Um certo "gênio ruim".

Tito apresentava desde cedo o que hoje em dia seria chamado de hiperatividade, transtorno que acomete milhões de crianças. Mas, naquele tempo, quando um garoto era desobediente, não respeitava as regras impostas pela família, fugia de casa e da sala de aula, brigava com colegas por qualquer coisa, era violento e perverso com animais etc., dele se dizia ter o “gênio ruim”. Na melhor das hipóteses, chamavam-no de impulsivo.

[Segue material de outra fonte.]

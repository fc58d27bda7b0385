//! Storage backends for PVC objects.
//!
//! The sync loops never talk to `kube::Api` directly; they go through
//! [`PvcBackend`] so the engine logic stays testable against an in-memory
//! fake. [`KubePvcBackend`] is the production implementation.

use async_trait::async_trait;
use futures::StreamExt;
use k8s_openapi::api::core::v1::PersistentVolumeClaim;
use kube::api::{DeleteParams, ListParams, Patch, PatchParams, PostParams, Preconditions};
use kube::runtime::watcher::{self, watcher, Event};
use kube::runtime::WatchStreamExt;
use kube::{Api, Client};
use tokio::sync::mpsc;
use tokio_util::sync::CancellationToken;
use tracing::{debug, warn};

use crate::{Result, FIELD_MANAGER};

/// A change observed on a watched cluster
#[derive(Clone, Debug)]
pub enum WatchNotification {
    /// Object created or updated. Initial-list replays arrive the same way,
    /// which is what makes handlers safe to run on stale duplicates.
    Applied(PersistentVolumeClaim),
    /// Object deleted
    Deleted(PersistentVolumeClaim),
    /// Initial list completed; the watch is now caught up
    Resynced,
}

/// Read/write access to PVCs in one cluster
#[async_trait]
pub trait PvcBackend: Send + Sync {
    /// List PVCs, optionally restricted to one namespace
    async fn list(&self, namespace: Option<&str>) -> Result<Vec<PersistentVolumeClaim>>;

    /// Fetch one PVC, mapping 404 to `None`
    async fn get(&self, namespace: &str, name: &str) -> Result<Option<PersistentVolumeClaim>>;

    /// Create a PVC
    async fn create(&self, namespace: &str, pvc: &PersistentVolumeClaim) -> Result<()>;

    /// Replace a PVC's spec and metadata
    async fn update(&self, namespace: &str, pvc: &PersistentVolumeClaim) -> Result<()>;

    /// Patch a PVC's status subresource
    async fn update_status(&self, namespace: &str, pvc: &PersistentVolumeClaim) -> Result<()>;

    /// Delete a PVC, treating 404 as success.
    ///
    /// When `precondition_uid` is set the delete only applies to the exact
    /// object instance carrying that UID; a replacement object created in
    /// the meantime is left alone and the call fails with a 409.
    async fn delete(&self, namespace: &str, name: &str, precondition_uid: Option<&str>)
        -> Result<()>;

    /// Stream change notifications into `tx` until cancelled.
    ///
    /// Returns when the token fires or the sink closes; transient watch
    /// errors are handled internally by the watcher's backoff.
    async fn watch(
        &self,
        tx: mpsc::Sender<WatchNotification>,
        cancel: CancellationToken,
    ) -> Result<()>;
}

/// Production backend over a kube client, watching all namespaces
#[derive(Clone)]
pub struct KubePvcBackend {
    client: Client,
}

impl KubePvcBackend {
    /// Wrap a client
    pub fn new(client: Client) -> Self {
        Self { client }
    }

    fn api(&self, namespace: &str) -> Api<PersistentVolumeClaim> {
        Api::namespaced(self.client.clone(), namespace)
    }
}

#[async_trait]
impl PvcBackend for KubePvcBackend {
    async fn list(&self, namespace: Option<&str>) -> Result<Vec<PersistentVolumeClaim>> {
        let api: Api<PersistentVolumeClaim> = match namespace {
            Some(ns) => self.api(ns),
            None => Api::all(self.client.clone()),
        };
        let list = api.list(&ListParams::default()).await?;
        Ok(list.items)
    }

    async fn get(&self, namespace: &str, name: &str) -> Result<Option<PersistentVolumeClaim>> {
        match self.api(namespace).get(name).await {
            Ok(pvc) => Ok(Some(pvc)),
            Err(kube::Error::Api(e)) if e.code == 404 => Ok(None),
            Err(e) => Err(e.into()),
        }
    }

    async fn create(&self, namespace: &str, pvc: &PersistentVolumeClaim) -> Result<()> {
        self.api(namespace)
            .create(&PostParams::default(), pvc)
            .await?;
        Ok(())
    }

    async fn update(&self, namespace: &str, pvc: &PersistentVolumeClaim) -> Result<()> {
        self.api(namespace)
            .patch(
                pvc.metadata.name.as_deref().unwrap_or_default(),
                &PatchParams::apply(FIELD_MANAGER).force(),
                &Patch::Apply(pvc),
            )
            .await?;
        Ok(())
    }

    async fn update_status(&self, namespace: &str, pvc: &PersistentVolumeClaim) -> Result<()> {
        self.api(namespace)
            .patch_status(
                pvc.metadata.name.as_deref().unwrap_or_default(),
                &PatchParams::apply(FIELD_MANAGER).force(),
                &Patch::Apply(pvc),
            )
            .await?;
        Ok(())
    }

    async fn delete(
        &self,
        namespace: &str,
        name: &str,
        precondition_uid: Option<&str>,
    ) -> Result<()> {
        let mut params = DeleteParams::default();
        if let Some(uid) = precondition_uid {
            params.preconditions = Some(Preconditions {
                uid: Some(uid.to_string()),
                resource_version: None,
            });
        }
        match self.api(namespace).delete(name, &params).await {
            Ok(_) => Ok(()),
            Err(kube::Error::Api(e)) if e.code == 404 => Ok(()),
            Err(e) => Err(e.into()),
        }
    }

    async fn watch(
        &self,
        tx: mpsc::Sender<WatchNotification>,
        cancel: CancellationToken,
    ) -> Result<()> {
        let api: Api<PersistentVolumeClaim> = Api::all(self.client.clone());
        let stream = watcher(api, watcher::Config::default().any_semantic()).default_backoff();
        tokio::pin!(stream);

        loop {
            tokio::select! {
                _ = cancel.cancelled() => {
                    debug!("pvc watch cancelled");
                    return Ok(());
                }
                event = stream.next() => {
                    let notification = match event {
                        Some(Ok(Event::Apply(pvc))) | Some(Ok(Event::InitApply(pvc))) => {
                            WatchNotification::Applied(pvc)
                        }
                        Some(Ok(Event::Delete(pvc))) => WatchNotification::Deleted(pvc),
                        Some(Ok(Event::Init)) => continue,
                        Some(Ok(Event::InitDone)) => WatchNotification::Resynced,
                        Some(Err(e)) => {
                            warn!(error = %e, "pvc watch error, watcher will back off");
                            continue;
                        }
                        None => return Ok(()),
                    };
                    if tx.send(notification).await.is_err() {
                        return Ok(());
                    }
                }
            }
        }
    }
}
//! In-memory store and source doubles shared by the pipeline and scheduler
//! tests.

use std::collections::{BTreeSet, HashMap, HashSet};
use std::sync::atomic::{AtomicU32, AtomicU64, Ordering};
use std::sync::Mutex;

use async_trait::async_trait;
use chrono::{Duration, Utc};
use postkiosk_core::{
    Handle, NewPost, Post, PostSource, ProfileSnapshot, RawPost, RecordStore, SourceError,
    StoreError,
};

#[derive(Default)]
pub(crate) struct MockStore {
    pub state: Mutex<MockStoreState>,
    /// 1-based insert attempts that should fail with a storage error.
    pub fail_insert_attempts: Mutex<HashSet<u64>>,
    insert_attempts: AtomicU64,
}

#[derive(Default)]
pub(crate) struct MockStoreState {
    pub handles: HashMap<String, Handle>,
    pub posts: Vec<Post>,
    pub seen: BTreeSet<String>,
}

impl MockStore {
    pub fn post_count(&self) -> usize {
        self.state.lock().unwrap().posts.len()
    }

    pub fn seen_count(&self) -> usize {
        self.state.lock().unwrap().seen.len()
    }

    pub fn fail_on_attempts(&self, attempts: &[u64]) {
        let mut fail = self.fail_insert_attempts.lock().unwrap();
        fail.extend(attempts.iter().copied());
    }
}

#[async_trait]
impl RecordStore for MockStore {
    async fn upsert_handle(&self, profile: &ProfileSnapshot) -> Result<Handle, StoreError> {
        let mut state = self.state.lock().unwrap();
        let next_id = i64::try_from(state.handles.len()).unwrap_or(0) + 1;
        let now = Utc::now();
        let handle = state
            .handles
            .entry(profile.username.clone())
            .or_insert_with(|| Handle {
                id: next_id,
                handle_id: profile.stable_id().to_owned(),
                username: profile.username.clone(),
                display_name: None,
                bio: None,
                followers_count: None,
                following_count: None,
                posts_count: None,
                created_at: now,
                updated_at: now,
            });
        handle.updated_at = now;
        Ok(handle.clone())
    }

    async fn post_exists(&self, post_id: &str) -> Result<bool, StoreError> {
        Ok(self.state.lock().unwrap().seen.contains(post_id))
    }

    async fn insert_post_if_new(&self, post: &NewPost) -> Result<bool, StoreError> {
        let attempt = self.insert_attempts.fetch_add(1, Ordering::SeqCst) + 1;
        if self.fail_insert_attempts.lock().unwrap().contains(&attempt) {
            return Err(StoreError(format!("injected failure on attempt {attempt}")));
        }

        let mut state = self.state.lock().unwrap();
        if state.seen.contains(&post.post_id) {
            return Ok(false);
        }
        let id = i64::try_from(state.posts.len()).unwrap_or(0) + 1;
        state.posts.push(Post {
            id,
            post_id: post.post_id.clone(),
            username: post.username.clone(),
            content: post.content.clone(),
            created_at: post.created_at,
            likes_count: post.likes_count,
            reposts_count: post.reposts_count,
            inserted_at: Utc::now(),
        });
        state.seen.insert(post.post_id.clone());
        Ok(true)
    }

    async fn list_handles(&self) -> Result<Vec<String>, StoreError> {
        let state = self.state.lock().unwrap();
        let distinct: BTreeSet<String> = state.posts.iter().map(|p| p.username.clone()).collect();
        Ok(distinct.into_iter().collect())
    }

    async fn list_posts_for_handle(
        &self,
        username: &str,
        newest_first: bool,
    ) -> Result<Vec<Post>, StoreError> {
        let state = self.state.lock().unwrap();
        let mut posts: Vec<Post> = state
            .posts
            .iter()
            .filter(|p| p.username == username)
            .cloned()
            .collect();
        posts.sort_by_key(|p| p.created_at);
        if newest_first {
            posts.reverse();
        }
        Ok(posts)
    }
}

#[derive(Default)]
pub(crate) struct MockSource {
    pub posts: Mutex<HashMap<String, Vec<RawPost>>>,
    pub missing: Mutex<HashSet<String>>,
    /// Number of `RateLimited` responses still to emit before succeeding.
    pub rate_limit_budget: AtomicU32,
    pub profile_calls: AtomicU32,
    pub posts_calls: AtomicU32,
}

impl MockSource {
    pub fn with_posts(handle: &str, posts: Vec<RawPost>) -> Self {
        let source = Self::default();
        source.posts.lock().unwrap().insert(handle.to_owned(), posts);
        source
    }

    pub fn mark_missing(&self, handle: &str) {
        self.missing.lock().unwrap().insert(handle.to_owned());
    }
}

#[async_trait]
impl PostSource for MockSource {
    async fn fetch_profile(&self, handle: &str) -> Result<ProfileSnapshot, SourceError> {
        self.profile_calls.fetch_add(1, Ordering::SeqCst);

        if self.missing.lock().unwrap().contains(handle) {
            return Err(SourceError::NotFound {
                handle: handle.to_owned(),
            });
        }
        if self
            .rate_limit_budget
            .fetch_update(Ordering::SeqCst, Ordering::SeqCst, |n| n.checked_sub(1))
            .is_ok()
        {
            return Err(SourceError::RateLimited {
                retry_after_secs: 5,
            });
        }
        Ok(ProfileSnapshot::bare(handle))
    }

    async fn fetch_posts(
        &self,
        handle: &str,
        _max_posts: usize,
    ) -> Result<Vec<RawPost>, SourceError> {
        self.posts_calls.fetch_add(1, Ordering::SeqCst);
        Ok(self
            .posts
            .lock()
            .unwrap()
            .get(handle)
            .cloned()
            .unwrap_or_default())
    }
}

/// A raw post with a platform id, created `offset_secs` from now.
pub(crate) fn raw_post(id: &str, text: &str, offset_secs: i64) -> RawPost {
    RawPost {
        id: Some(id.to_owned()),
        text: text.to_owned(),
        created_at: Some(Utc::now() + Duration::seconds(offset_secs)),
        likes_count: None,
        reposts_count: None,
    }
}

/// A raw post with no platform id; the pipeline derives a synthetic one.
pub(crate) fn anonymous_post(text: &str) -> RawPost {
    RawPost {
        id: None,
        text: text.to_owned(),
        created_at: None,
        likes_count: None,
        reposts_count: None,
    }
}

Na falta de atendimento psicológico, criança assim era tratada aos modos da época, ou seja, na peia. Os pais dos anos 60 não economizavam em chibatadas e castigos duros quando se tratava de corrigir meninos de “gênio ruim”. E Tito era um garoto de “gênio muito ruim”, ao ponto de não se saber se apanhava por suas estripulias ou se era o contrário. Apesar de demonstrar uma inteligência notável, crescia sob prognósticos sombrios. “Esse aí vai ser um marginal”, ouvia frequentemente de parentes e vizinhos. Ele não se importava.


Numa manhã rotineira, no caminho que fazia diariamente pra escola, chutando pedras e correndo, ao passar por uma pequena viela muito pobre que havia, com casas de taipa cercadas por uma espécie vegetal conhecida como avelós, bastante comum nas periferias das cidades nordestinas, Tito notou uma aglomeração incomum. Deixou a escola pra depois e foi espiar o que estava acontecendo.


A imagem que viu ficou definitivamente marcada naquela mente de nove anos de idade. No quintal da casa havia um homem enforcado, pendurado por uma corda num galho de um pé de algaroba. Era cedinho e a vizinhança estava toda ali, crianças e adultos observavam estupefatos aquela cena macabra. Era um homem adulto, negro, magro, de cabelos curtos e um bigodinho, vestia uma camisa branca de mangas compridas, uma calça caqui e usava calçados pretos. Parecia ter vestido a sua melhor roupa para aquele encontro com a morte.


Surpreendentemente, não havia o alvoroço que se poderia esperar em uma cena tão forte. As pessoas pareciam resistir a derramar lágrimas pelo suicida. Curioso, Tito ainda acompanhou a retirada do corpo e depois foi embora. No caminho, o menino de “gênio ruim”, que não se dava facilmente a emoções, chorou pelo desconhecido.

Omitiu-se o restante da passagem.